The reader will now be in a position to understand why, the Vaishnava authors expatiate on the minutest features of the holy Circle of Gauda with such intense devotional fervour and why we can perfectly rely on any information of a historical or geographical nature, that they may have cared to record, as being free from all sectarian bias in its ordinary narrow worldly sense; as the genuine Vaishnava authors have nothing to do that is worldly either in their life or in their faith for which alone they live Most of these Åchärayas lived by themselves a secluded life far from home and family on scanty alms procured by short rounds of day–to–day begging or given unsolicited by well wishers, and in the humblest styles conceivable even in India. Many of the them discarded inherited worldly affluence for greater convenience of devoting themselves to the practice of the religion which forms the subject of this work and for recording and expounding its principles for the benefit of all animate beings. Such is the spiritual Circle of Gauda and all truly pure souls are the denizens of the Eternal Realm of the Divinity.

The remains of old Nabadwip, the city of the ‘Nine Islands’ are situated at the junction of the Bhägirathi and Jalangi rivers bout sixty-five miles above Calcutta. The present town of Nabadwip one of the ‘Nine Islands’ of old Nabadwip. The name Nabadwip at the time of Sree Chaitanya was applied to the actual conglomerate of nine separate islands cut up by the channels of the Bhägirathi, which had their different individual designations also. The main part of the old city was situated on the eastern bank of the Bhägirathi which split up Nabadwip into two groups of ‘Islands’ of which four bearing respectively the names of Antardwip, Simantadwip, Godrumadwip and Madhyadwip were to the east, and the remaining five, viz. , Koladwip (modern town of Nadia), Rtudwip, Jahnudwip, Modadrumadwip and Rudradwip were located to the west, of the main channel of the Bhägirathi. These details are given clearly in several of the old books and they are supplemented by bits of topographical notices of old Nabadwip that have been recorded by later writers who treated the subject in pursuance of the traditional description.

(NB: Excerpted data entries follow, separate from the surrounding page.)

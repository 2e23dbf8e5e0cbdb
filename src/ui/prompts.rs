//! Interactive recovery decisions for failed batches.

use inquire::Select;
use std::fmt;
use std::time::Duration;

use super::{BatchProgress, Style, decision};
use crate::engine::{BatchPosition, RecoveryAction, RecoveryPrompt, UserDecision};
use crate::translation::ProviderFailure;

/// One entry of the recovery menu.
#[derive(Debug, Clone, Copy, PartialEq, Eq)]
pub struct RecoveryChoice {
    action: Option<RecoveryAction>,
    wait: Option<Duration>,
}

impl RecoveryChoice {
    /// `None` means quit.
    pub const fn action(self) -> Option<RecoveryAction> {
        self.action
    }
}

impl fmt::Display for RecoveryChoice {
    fn fmt(&self, f: &mut fmt::Formatter<'_>) -> fmt::Result {
        match (self.action, self.wait) {
            (Some(RecoveryAction::Retry), Some(wait)) => {
                write!(f, "Wait {}s and retry", wait.as_secs())
            }
            (Some(RecoveryAction::Retry), None) => f.write_str("Retry batch"),
            (Some(RecoveryAction::Skip), _) => f.write_str("Skip this batch"),
            (Some(RecoveryAction::Abort), _) => f.write_str("Abort translation"),
            (None, _) => f.write_str("Quit (keep progress for later)"),
        }
    }
}

/// Menu entries for `failure`. Rate limits lead with the wait-and-retry option.
pub fn recovery_options(
    failure: &ProviderFailure,
    rate_limit_delay: Duration,
) -> Vec<RecoveryChoice> {
    let choice = |action, wait| RecoveryChoice { action, wait };
    if *failure == ProviderFailure::RateLimited {
        vec![
            choice(Some(RecoveryAction::Retry), Some(rate_limit_delay)),
            choice(Some(RecoveryAction::Skip), None),
            choice(Some(RecoveryAction::Abort), None),
            choice(None, None),
        ]
    } else {
        vec![
            choice(Some(RecoveryAction::Skip), None),
            choice(Some(RecoveryAction::Retry), None),
            choice(Some(RecoveryAction::Abort), None),
            choice(None, None),
        ]
    }
}

/// Asks the user what to do with a failed batch.
pub struct InteractiveRecovery {
    progress: BatchProgress,
    rate_limit_delay: Duration,
}

impl InteractiveRecovery {
    pub const fn new(progress: BatchProgress, rate_limit_delay: Duration) -> Self {
        Self {
            progress,
            rate_limit_delay,
        }
    }
}

impl RecoveryPrompt for InteractiveRecovery {
    fn choose(
        &mut self,
        failure: &ProviderFailure,
        batch: BatchPosition,
    ) -> UserDecision<RecoveryAction> {
        let message = if *failure == ProviderFailure::RateLimited {
            format!("Rate limit exceeded for batch {batch}")
        } else {
            format!("Translation error for batch {batch}. Choose action:")
        };
        let options = recovery_options(failure, self.rate_limit_delay);

        let answer = self
            .progress
            .suspend(|| decision(Select::new(&message, options).prompt()));

        match answer {
            Ok(UserDecision::Proceed(choice)) => {
                choice.action().map_or(UserDecision::Cancel, UserDecision::Proceed)
            }
            Ok(UserDecision::Cancel) => UserDecision::Cancel,
            Err(e) => {
                crate::warn!(
                    "{} Could not ask for a decision ({e}), stopping here",
                    Style::warning("Warning:")
                );
                UserDecision::Cancel
            }
        }
    }
}
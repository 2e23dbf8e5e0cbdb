//! File system utilities.

use anyhow::{Context, Result};
use chrono::Local;
use std::fs;
use std::path::{Path, PathBuf};

/// Writes content to a file atomically using a temp file and rename.
///
/// This prevents file corruption if the process is interrupted (e.g., Ctrl+C).
/// The temp file is created in the same directory as the target file to ensure
/// the rename operation is atomic (same filesystem).
///
/// # Errors
///
/// Returns an error if the temp file cannot be written or renamed.
pub fn atomic_write(path: &Path, content: &str) -> std::io::Result<()> {
    let parent = path
        .parent()
        .filter(|p| !p.as_os_str().is_empty())
        .unwrap_or_else(|| Path::new("."));
    let file_name = path.file_name().unwrap_or_default().to_string_lossy();
    let temp_path = parent.join(format!(".{file_name}.tmp"));

    // Write to temp file first
    fs::write(&temp_path, content)?;

    // Atomic rename (same filesystem)
    if let Err(e) = fs::rename(&temp_path, path) {
        let _ = fs::remove_file(&temp_path);
        return Err(e);
    }

    Ok(())
}

/// Copies `path` next to itself as `<path>.backup_<YYYYmmdd_HHMMSS>`.
///
/// Returns the backup path so it can be reported for manual rollback.
pub fn create_backup(path: &Path) -> Result<PathBuf> {
    let timestamp = Local::now().format("%Y%m%d_%H%M%S");
    let mut backup = path.as_os_str().to_owned();
    backup.push(format!(".backup_{timestamp}"));
    let backup = PathBuf::from(backup);

    fs::copy(path, &backup).with_context(|| {
        format!(
            "Failed to create backup of {} at {}",
            path.display(),
            backup.display()
        )
    })?;

    Ok(backup)
}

Antardwip, as its name implies, was the central ‘island’, or the heart of the old town. Sree Mäyäpur, the quarter of Nabadwip which contained the house of Sree Jagannätha Misra, the father of Sree Chaitanya, was located in the centre of ,Antardwip. Accordingly, the old chroniclers, in describing Nabadwip, always compare it to a full-blown lotus afloat on the stream of the Bhägirathi. The eight islands surrounding Antardwip, which is the core of the Lotus, are described as forming its eight extended petals. Holy Mäyäpur, with the Yogapeetha or the House of God, is described as the central part of the core. The House of God thus forms the central point of an immense circle of which the circumference is stated to be thirty-two miles. This is the Circle of the Nine Islands. The Circle of Gauda is stated these writers to be 168 miles in circumference.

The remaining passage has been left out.